**Exercise**. Please retype, character for character, the portion of the entries below that runs from the line containing "9], 1.0, STIFFNESS, 1.0));" to the last line.

**Dataset records**.
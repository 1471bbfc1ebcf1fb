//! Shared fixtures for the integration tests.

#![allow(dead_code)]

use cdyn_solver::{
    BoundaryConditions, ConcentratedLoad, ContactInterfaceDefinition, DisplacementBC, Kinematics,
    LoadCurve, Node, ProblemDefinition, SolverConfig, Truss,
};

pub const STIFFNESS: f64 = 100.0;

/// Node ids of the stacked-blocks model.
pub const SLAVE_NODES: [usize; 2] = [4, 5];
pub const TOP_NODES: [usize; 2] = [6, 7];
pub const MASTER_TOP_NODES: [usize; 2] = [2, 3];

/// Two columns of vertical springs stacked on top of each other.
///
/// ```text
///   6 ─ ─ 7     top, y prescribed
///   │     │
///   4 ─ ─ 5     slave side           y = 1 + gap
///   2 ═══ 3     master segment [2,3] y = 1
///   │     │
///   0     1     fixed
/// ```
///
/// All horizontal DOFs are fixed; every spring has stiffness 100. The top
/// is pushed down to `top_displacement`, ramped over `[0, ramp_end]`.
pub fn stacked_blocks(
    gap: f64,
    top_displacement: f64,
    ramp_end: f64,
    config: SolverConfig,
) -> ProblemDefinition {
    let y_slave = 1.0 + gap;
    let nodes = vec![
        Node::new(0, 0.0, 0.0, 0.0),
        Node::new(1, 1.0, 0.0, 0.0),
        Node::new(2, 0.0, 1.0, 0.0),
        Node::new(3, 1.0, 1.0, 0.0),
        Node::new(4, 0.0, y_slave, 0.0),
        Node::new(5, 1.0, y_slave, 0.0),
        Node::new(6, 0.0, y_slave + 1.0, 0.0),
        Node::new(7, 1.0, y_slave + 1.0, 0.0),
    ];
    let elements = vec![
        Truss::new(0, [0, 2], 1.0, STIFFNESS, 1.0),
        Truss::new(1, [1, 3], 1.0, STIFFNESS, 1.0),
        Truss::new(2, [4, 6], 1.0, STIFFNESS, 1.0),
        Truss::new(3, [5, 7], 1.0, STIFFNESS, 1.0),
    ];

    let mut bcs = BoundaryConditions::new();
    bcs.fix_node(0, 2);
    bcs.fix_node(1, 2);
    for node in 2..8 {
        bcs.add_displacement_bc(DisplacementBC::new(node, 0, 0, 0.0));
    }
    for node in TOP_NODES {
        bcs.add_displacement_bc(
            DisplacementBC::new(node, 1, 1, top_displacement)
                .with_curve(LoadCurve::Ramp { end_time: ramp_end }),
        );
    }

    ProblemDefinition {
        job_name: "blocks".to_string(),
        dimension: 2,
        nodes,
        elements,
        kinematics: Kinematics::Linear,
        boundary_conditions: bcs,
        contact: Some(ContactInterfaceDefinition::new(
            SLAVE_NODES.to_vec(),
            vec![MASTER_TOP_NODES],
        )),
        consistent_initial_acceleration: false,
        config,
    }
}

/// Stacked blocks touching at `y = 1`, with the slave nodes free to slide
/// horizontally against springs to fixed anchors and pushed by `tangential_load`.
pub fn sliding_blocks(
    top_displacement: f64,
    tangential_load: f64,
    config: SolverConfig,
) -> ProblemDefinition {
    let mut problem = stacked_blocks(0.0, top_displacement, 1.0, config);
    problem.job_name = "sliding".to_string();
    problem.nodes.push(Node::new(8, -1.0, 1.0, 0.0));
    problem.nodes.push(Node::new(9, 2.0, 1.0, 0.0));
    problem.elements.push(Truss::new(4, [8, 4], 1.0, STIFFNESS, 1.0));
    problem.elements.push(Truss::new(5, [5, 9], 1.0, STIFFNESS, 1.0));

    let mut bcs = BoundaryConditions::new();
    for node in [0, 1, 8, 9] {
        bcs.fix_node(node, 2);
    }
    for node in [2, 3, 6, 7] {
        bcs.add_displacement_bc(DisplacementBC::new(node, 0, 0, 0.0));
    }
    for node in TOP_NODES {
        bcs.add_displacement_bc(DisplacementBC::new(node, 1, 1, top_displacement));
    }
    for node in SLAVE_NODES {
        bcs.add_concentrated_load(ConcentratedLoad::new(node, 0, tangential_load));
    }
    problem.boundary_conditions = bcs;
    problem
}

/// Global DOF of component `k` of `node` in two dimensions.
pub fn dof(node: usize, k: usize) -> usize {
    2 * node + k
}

**Solution for this problem**.
    problem.elements.push(Truss::new(5, [5, 9], 1.0, STIFFNESS, 1.0));

    let mut bcs = BoundaryConditions::new();
    for node in [0, 1, 8, 9] {
        bcs.fix_node(node, 2);
    }
    for node in [2, 3, 6, 7] {
        bcs.add_displacement_bc(DisplacementBC::new(node, 0, 0, 0.0));
    }
    for node in TOP_NODES {
        bcs.add_displacement_bc(DisplacementBC::new(node, 1, 1, top_displacement));
    }
    for node in SLAVE_NODES {
        bcs.add_concentrated_load(ConcentratedLoad::new(node, 0, tangential_load));
    }
    problem.boundary_conditions = bcs;
    problem
}

/// Global DOF of component `k` of `node` in two dimensions.
pub fn dof(node: usize, k: usize) -> usize {
    2 * node + k
}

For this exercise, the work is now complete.